* [Problem to work on] In the entries that follow, the first line to write out is the one containing "let mut receiver", and the last is the one containing "name.as_str(), room.as_str(), key.as_str());". Reproduce that stretch exactly, with nothing before or after it.

Dataset entries:
"""

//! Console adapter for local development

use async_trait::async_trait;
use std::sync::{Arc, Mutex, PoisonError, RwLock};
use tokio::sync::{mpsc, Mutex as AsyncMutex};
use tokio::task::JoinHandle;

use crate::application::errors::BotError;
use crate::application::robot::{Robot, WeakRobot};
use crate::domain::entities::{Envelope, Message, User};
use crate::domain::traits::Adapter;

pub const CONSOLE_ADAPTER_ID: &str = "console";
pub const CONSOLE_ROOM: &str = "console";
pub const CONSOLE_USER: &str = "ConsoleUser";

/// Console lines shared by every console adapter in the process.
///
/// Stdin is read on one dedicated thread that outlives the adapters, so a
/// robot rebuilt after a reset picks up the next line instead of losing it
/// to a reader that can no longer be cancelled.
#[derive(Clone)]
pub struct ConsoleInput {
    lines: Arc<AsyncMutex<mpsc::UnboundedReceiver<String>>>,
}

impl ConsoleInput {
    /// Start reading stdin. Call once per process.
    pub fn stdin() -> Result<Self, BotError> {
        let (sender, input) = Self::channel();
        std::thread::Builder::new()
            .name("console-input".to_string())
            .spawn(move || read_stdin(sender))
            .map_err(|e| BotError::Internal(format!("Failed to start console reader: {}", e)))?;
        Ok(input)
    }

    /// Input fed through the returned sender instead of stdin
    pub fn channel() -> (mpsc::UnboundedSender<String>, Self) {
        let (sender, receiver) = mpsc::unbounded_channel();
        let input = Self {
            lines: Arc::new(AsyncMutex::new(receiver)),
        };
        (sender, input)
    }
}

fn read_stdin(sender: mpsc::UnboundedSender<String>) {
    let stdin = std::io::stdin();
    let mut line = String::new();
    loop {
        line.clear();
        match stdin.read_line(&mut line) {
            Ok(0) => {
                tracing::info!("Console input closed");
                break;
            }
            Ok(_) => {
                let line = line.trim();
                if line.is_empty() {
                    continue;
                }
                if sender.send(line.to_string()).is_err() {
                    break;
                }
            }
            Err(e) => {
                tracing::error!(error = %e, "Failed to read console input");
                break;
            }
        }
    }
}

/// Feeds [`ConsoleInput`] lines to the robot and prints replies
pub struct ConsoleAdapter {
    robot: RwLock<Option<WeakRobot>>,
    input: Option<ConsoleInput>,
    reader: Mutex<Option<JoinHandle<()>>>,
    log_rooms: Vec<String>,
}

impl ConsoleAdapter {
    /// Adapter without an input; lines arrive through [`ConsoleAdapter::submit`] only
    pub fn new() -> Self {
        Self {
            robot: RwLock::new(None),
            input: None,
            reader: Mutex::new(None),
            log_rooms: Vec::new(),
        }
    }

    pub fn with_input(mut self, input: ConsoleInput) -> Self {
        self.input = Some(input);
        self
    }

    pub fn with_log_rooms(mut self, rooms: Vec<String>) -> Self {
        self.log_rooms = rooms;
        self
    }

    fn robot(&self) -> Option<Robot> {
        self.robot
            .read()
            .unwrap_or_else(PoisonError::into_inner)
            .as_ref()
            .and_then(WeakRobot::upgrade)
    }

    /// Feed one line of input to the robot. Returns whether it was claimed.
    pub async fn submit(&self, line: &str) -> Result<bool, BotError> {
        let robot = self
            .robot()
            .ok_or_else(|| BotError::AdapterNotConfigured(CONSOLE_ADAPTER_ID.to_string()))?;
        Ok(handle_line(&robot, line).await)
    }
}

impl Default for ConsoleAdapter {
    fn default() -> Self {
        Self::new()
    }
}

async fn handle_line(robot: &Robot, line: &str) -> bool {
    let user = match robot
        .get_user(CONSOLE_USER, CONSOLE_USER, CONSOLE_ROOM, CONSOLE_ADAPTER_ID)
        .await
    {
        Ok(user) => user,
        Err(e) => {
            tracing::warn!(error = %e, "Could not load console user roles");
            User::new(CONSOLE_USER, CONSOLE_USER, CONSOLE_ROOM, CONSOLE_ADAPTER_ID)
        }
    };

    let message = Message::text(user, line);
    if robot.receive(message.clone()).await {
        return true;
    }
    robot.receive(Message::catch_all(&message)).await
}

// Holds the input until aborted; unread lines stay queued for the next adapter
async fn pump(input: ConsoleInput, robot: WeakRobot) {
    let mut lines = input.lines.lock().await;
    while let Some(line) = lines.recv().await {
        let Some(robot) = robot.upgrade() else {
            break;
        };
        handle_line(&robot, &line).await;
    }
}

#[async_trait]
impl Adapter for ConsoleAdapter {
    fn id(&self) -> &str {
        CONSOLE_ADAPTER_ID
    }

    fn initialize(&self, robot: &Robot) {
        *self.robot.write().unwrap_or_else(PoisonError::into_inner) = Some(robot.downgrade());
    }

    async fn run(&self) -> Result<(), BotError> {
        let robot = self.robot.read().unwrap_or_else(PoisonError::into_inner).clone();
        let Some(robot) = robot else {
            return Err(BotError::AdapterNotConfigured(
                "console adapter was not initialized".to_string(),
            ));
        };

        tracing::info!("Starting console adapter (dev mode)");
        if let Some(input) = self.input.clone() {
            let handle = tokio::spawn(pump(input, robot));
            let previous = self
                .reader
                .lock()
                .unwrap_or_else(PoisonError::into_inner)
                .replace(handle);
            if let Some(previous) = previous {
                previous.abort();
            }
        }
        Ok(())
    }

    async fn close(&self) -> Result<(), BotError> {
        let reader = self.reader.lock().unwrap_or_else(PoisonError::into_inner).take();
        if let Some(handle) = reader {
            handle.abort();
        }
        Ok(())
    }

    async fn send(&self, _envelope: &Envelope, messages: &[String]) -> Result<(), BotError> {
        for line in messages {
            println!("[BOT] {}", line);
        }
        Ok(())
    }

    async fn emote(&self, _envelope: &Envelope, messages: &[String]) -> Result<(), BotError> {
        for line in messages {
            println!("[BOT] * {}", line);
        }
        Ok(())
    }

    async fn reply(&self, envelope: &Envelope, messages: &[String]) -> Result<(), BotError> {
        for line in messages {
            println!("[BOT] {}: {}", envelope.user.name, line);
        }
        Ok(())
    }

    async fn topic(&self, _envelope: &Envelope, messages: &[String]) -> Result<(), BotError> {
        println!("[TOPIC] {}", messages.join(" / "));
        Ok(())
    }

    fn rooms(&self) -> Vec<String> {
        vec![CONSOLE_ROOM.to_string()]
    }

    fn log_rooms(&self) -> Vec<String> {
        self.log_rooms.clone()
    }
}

"""
"""

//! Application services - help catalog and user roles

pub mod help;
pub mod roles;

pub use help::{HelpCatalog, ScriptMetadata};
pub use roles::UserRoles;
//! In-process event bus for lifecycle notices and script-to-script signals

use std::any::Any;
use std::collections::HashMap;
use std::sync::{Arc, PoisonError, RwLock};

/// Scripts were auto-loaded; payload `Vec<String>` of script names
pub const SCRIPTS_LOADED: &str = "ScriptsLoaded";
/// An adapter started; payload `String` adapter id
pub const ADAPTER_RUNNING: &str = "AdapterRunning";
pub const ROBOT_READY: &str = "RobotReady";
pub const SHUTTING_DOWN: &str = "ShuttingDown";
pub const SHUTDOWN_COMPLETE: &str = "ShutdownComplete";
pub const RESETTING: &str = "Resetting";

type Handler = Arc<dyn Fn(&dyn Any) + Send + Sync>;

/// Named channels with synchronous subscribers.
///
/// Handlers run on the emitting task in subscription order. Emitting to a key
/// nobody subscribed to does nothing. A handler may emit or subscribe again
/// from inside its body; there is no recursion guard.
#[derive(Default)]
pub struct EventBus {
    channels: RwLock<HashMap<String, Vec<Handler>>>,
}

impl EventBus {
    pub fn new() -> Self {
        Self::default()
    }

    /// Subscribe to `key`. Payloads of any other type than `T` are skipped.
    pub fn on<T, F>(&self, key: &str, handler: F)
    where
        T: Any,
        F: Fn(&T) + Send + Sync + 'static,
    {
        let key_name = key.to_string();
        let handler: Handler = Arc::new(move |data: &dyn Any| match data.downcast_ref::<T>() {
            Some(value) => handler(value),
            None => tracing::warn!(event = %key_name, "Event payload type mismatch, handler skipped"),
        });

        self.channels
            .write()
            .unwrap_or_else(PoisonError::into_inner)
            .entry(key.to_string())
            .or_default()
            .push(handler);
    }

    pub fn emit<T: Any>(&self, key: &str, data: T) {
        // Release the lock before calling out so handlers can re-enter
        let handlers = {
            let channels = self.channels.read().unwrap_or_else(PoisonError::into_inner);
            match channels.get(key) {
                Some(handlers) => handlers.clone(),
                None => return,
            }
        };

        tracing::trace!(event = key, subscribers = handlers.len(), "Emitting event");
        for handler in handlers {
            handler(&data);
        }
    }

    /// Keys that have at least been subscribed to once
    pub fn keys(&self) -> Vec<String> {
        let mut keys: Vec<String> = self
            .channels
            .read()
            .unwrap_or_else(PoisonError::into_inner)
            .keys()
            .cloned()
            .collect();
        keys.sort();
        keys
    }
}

"""
"""

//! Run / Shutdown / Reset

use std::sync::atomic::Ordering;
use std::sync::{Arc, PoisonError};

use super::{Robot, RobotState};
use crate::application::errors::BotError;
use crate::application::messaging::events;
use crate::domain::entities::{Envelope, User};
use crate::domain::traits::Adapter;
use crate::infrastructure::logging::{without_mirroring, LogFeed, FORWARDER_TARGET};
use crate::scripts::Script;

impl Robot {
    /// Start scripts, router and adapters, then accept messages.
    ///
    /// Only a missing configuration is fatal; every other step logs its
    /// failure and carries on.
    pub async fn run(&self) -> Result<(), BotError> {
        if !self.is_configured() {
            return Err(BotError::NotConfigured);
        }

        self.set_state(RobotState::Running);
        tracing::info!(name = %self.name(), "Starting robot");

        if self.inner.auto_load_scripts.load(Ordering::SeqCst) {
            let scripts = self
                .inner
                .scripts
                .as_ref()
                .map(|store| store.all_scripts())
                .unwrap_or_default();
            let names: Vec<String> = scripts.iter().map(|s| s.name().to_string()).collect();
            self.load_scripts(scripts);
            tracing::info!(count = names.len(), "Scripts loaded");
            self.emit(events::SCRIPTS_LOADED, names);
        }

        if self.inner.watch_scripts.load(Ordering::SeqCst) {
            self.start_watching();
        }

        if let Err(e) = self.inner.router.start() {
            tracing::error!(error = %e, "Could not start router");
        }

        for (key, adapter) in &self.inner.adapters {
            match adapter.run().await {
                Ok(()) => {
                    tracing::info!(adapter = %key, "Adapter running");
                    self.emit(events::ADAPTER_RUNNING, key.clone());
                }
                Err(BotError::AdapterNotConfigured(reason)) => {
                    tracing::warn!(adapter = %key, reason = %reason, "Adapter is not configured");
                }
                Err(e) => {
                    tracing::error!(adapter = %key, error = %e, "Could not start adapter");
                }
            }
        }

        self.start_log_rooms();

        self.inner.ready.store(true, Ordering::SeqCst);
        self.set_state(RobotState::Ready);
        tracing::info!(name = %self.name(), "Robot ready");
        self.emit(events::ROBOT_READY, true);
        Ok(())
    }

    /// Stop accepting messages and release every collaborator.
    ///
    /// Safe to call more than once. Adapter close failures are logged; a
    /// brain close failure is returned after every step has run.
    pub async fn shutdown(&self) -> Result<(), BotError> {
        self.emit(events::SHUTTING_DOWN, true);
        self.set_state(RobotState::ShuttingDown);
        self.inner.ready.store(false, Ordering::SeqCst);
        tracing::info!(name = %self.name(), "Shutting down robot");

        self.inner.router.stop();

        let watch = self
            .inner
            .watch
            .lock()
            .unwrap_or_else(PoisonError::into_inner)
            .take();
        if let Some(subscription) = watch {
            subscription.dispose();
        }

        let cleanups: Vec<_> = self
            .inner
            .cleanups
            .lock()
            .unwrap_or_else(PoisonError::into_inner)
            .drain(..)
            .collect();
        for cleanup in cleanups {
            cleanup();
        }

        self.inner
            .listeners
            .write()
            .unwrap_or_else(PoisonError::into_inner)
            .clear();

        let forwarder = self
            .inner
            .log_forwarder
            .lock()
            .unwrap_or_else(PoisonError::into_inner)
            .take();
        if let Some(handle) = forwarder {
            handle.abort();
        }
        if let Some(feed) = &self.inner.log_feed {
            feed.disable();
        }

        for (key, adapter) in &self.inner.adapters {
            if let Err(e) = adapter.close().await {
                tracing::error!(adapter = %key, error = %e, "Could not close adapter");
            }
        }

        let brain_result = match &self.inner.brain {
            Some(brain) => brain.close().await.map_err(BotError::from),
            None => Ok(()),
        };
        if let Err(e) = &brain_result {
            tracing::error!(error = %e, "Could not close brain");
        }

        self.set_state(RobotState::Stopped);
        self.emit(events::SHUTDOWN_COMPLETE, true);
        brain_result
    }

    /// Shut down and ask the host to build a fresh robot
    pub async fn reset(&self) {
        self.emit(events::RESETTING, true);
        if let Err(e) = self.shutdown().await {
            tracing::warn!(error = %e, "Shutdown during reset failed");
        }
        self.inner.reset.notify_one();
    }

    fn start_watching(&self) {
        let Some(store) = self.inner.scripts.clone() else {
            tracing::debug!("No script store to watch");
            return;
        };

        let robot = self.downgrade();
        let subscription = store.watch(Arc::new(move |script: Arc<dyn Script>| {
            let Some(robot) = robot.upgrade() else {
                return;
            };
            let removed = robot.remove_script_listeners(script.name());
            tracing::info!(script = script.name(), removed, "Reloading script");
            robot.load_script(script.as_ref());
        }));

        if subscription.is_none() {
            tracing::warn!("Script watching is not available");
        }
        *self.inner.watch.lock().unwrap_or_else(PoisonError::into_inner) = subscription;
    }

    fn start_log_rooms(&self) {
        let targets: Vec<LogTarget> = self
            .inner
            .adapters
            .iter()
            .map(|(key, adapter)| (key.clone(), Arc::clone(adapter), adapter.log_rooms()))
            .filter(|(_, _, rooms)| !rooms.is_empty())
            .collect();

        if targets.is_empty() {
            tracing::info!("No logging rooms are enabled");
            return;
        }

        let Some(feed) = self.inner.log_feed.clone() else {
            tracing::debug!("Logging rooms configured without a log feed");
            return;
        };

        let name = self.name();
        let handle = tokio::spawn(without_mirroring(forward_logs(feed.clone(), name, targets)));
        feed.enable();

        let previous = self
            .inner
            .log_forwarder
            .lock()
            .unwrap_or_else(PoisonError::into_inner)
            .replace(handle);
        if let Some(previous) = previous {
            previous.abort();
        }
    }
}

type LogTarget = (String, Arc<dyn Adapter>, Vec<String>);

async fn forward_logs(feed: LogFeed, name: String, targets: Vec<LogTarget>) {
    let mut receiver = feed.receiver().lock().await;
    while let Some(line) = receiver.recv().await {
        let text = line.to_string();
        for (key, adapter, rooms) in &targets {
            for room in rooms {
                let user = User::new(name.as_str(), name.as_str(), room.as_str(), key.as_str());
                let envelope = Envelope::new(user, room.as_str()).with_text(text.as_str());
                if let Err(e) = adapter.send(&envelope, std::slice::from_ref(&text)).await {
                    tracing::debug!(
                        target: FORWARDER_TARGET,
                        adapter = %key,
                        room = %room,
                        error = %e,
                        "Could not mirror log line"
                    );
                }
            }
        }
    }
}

"""

* [Task solution]
    let mut receiver = feed.receiver().lock().await;
    while let Some(line) = receiver.recv().await {
        let text = line.to_string();
        for (key, adapter, rooms) in &targets {
            for room in rooms {
                let user = User::new(name.as_str(), name.as_str(), room.as_str(), key.as_str());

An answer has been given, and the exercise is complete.